VIII. You shall be spontaneous.
X. You shall learn what is ‘enough’.
Ririan, 2007-04-05

An interesting list of commandments as only no liars could ever compile. A liar, though, cannot resist to add: For to lead a simple life You shall simplify simplification!

Sure, we “believe that all this could very well be wrong” (Siona van Dijk).

Having found the eyes, I’ll now go and look for roots.

But before I gonna move on, one more advice from yours truly rattus rattus: Answer for yourself what advice means to you.

Dreamers don’t lie

May 11th, 2007
Mercutio: Why, may one ask?
Romeo: I dreamt a dream to-night.
Mercutio: And so did I.
Romeo: Well, what was yours?
Mercutio: That dreamers often lie.
Romeo: In bed asleep, while they do dream things true.

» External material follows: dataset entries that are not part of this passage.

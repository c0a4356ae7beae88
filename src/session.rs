use std::path::{Path, PathBuf};
use std::time::Duration;

use async_trait::async_trait;
use colored::ColoredString;
use futures::future::join;
use openssh::{KnownHosts, SessionBuilder, Stdio};
use tokio::io::{AsyncBufReadExt, AsyncRead, BufReader};
use tokio::net::TcpStream;
use tokio::process::Command;
use tracing::{debug, info, warn};

use crate::config::Settings;
use crate::error::RemoteError;
use crate::host::Host;

/// Everything a host task needs from the outside world.
#[async_trait]
pub trait Remote: Send + Sync {
    /// Checks that the host's SSH port accepts connections within `timeout`.
    async fn probe(&self, host: &Host, timeout: Duration) -> Result<(), RemoteError>;

    /// Copies the script into the remote user's home directory. Returns the combined output.
    async fn copy(&self, host: &Host, script: &Path) -> Result<String, RemoteError>;

    /// Runs `command` on the host and returns its output, one entry per line.
    /// Log lines about the session are prefixed with `tag`.
    async fn execute(
        &self,
        host: &Host,
        tag: &ColoredString,
        command: &str,
    ) -> Result<Vec<String>, RemoteError>;
}

/// Talks to hosts with the system's OpenSSH client.
pub struct SshRemote {
    user: String,
    key_file: PathBuf,
    port: u16,
    connect_timeout: Duration,
}

impl SshRemote {
    pub fn new(settings: &Settings) -> Self {
        Self {
            user: settings.user.clone(),
            key_file: settings.key_file.clone(),
            port: settings.port,
            connect_timeout: settings.connect_timeout,
        }
    }
}

#[async_trait]
impl Remote for SshRemote {
    async fn probe(&self, host: &Host, timeout: Duration) -> Result<(), RemoteError> {
        let target = (host.address.as_str(), self.port);
        match tokio::time::timeout(timeout, TcpStream::connect(target)).await {
            Ok(Ok(_)) => Ok(()),
            Ok(Err(e)) => Err(RemoteError::Unreachable(e.to_string())),
            Err(_) => Err(RemoteError::Unreachable(format!(
                "no answer on port {} within {:?}",
                self.port, timeout
            ))),
        }
    }

    async fn copy(&self, host: &Host, script: &Path) -> Result<String, RemoteError> {
        let output = Command::new("scp")
            .arg("-p")
            .arg("-P")
            .arg(self.port.to_string())
            .arg("-o")
            .arg(format!("ConnectTimeout={}", self.connect_timeout.as_secs()))
            .arg("-o")
            .arg("StrictHostKeyChecking=no")
            .arg("-i")
            .arg(&self.key_file)
            .arg(script)
            .arg(format!("{}@{}:", self.user, host.address))
            .output()
            .await?;

        let mut combined = String::from_utf8_lossy(&output.stdout).into_owned();
        combined.push_str(&String::from_utf8_lossy(&output.stderr));
        if output.status.success() {
            Ok(combined)
        } else {
            Err(RemoteError::Copy(format!("{}: {}", output.status, combined.trim_end())))
        }
    }

    async fn execute(
        &self,
        host: &Host,
        tag: &ColoredString,
        command: &str,
    ) -> Result<Vec<String>, RemoteError> {
        let mut builder = SessionBuilder::default();
        builder
            .user(self.user.clone())
            .port(self.port)
            .keyfile(&self.key_file)
            .connect_timeout(self.connect_timeout)
            .known_hosts_check(KnownHosts::Accept);
        let session = builder.connect_mux(&host.address).await?;
        debug!("{} Connected to host.", tag);

        let result = run_captured(&session, tag, command).await;

        if let Err(e) = session.close().await {
            warn!("{} Error while terminating: {}", tag, e);
        }
        result
    }
}

async fn run_captured(
    session: &openssh::Session,
    tag: &ColoredString,
    command: &str,
) -> Result<Vec<String>, RemoteError> {
    let mut cmd = session.raw_command(command);
    cmd.stdout(Stdio::piped()).stderr(Stdio::piped());
    let mut child = cmd.spawn().await?;

    let (stdout, stderr) = match (child.stdout().take(), child.stderr().take()) {
        (Some(stdout), Some(stderr)) => join(stream(tag, stdout), stream(tag, stderr)).await,
        _ => (Ok(vec![]), Ok(vec![])),
    };
    let status = child.wait().await?;

    let mut lines = stdout?;
    lines.extend(stderr?);
    if status.success() {
        Ok(lines)
    } else {
        Err(RemoteError::Execute {
            status: status.to_string(),
            output: lines.join(","),
        })
    }
}

/// Logs every line of `stream` as it arrives and collects them.
async fn stream<B: AsyncRead + Unpin>(
    tag: &ColoredString,
    stream: B,
) -> Result<Vec<String>, RemoteError> {
    let mut reader = BufReader::new(stream);
    let mut buf = Vec::with_capacity(reader.buffer().len());
    let mut lines = vec![];
    loop {
        read_until2(&mut reader, b'\r', b'\n', &mut buf).await?;
        // An empty buffer means that EOF was reached.
        if buf.is_empty() {
            break;
        }
        let line = String::from_utf8_lossy(&buf);
        let line = line.trim_end_matches(['\r', '\n']);
        if !line.is_empty() {
            info!("{} {}", tag, line);
            lines.push(line.to_string());
        }
        buf.clear();
    }
    Ok(lines)
}

/// Reads into `buf` until either delimiter (inclusive) or EOF.
async fn read_until2<B: AsyncRead + Unpin>(
    reader: &mut BufReader<B>,
    delimiter1: u8,
    delimiter2: u8,
    buf: &mut Vec<u8>,
) -> std::io::Result<()> {
    loop {
        let (done, used) = {
            let available = reader.fill_buf().await?;
            if let Some(i) = memchr::memchr2(delimiter1, delimiter2, available) {
                buf.extend_from_slice(&available[..=i]);
                (true, i + 1)
            } else {
                buf.extend_from_slice(available);
                (false, available.len())
            }
        };
        reader.consume(used);
        if done || used == 0 {
            return Ok(());
        }
    }
}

William Shakespeare: Romeo and Juliet

We liars dream of dreams.
And we dream of no dreams.
We dream of the dreamless state of mind.
We dream of pursuing our dreams.
We dream of dreams to come true.

We dreamers often lie.

Ignorance of nonsense

May 9th, 2007

Not ignorance, but ignorance of ignorance is the death of knowledge.
Alfred North Whitehead

If only nonsense would not make so much sense.

No fuss over ignorance

April 24th, 2007

Samuel Butler is often said to have said

Science, after all, is only an expression for our ignorance of our own ignorance.

which he might have never said. Anyway, I think that it might be hard to accurately cite this quote for anyone who actually read Samuel Butler’s note-books. But then, maybe he never wanted us to be that precise at all.

Knowledge (…) is based ultimately upon ignorance. To get knowledge out of ignorance seems almost as hopeless a task as to get something out of any number of nothings, but this in practice is what we have to do and the less fuss we make over it the better.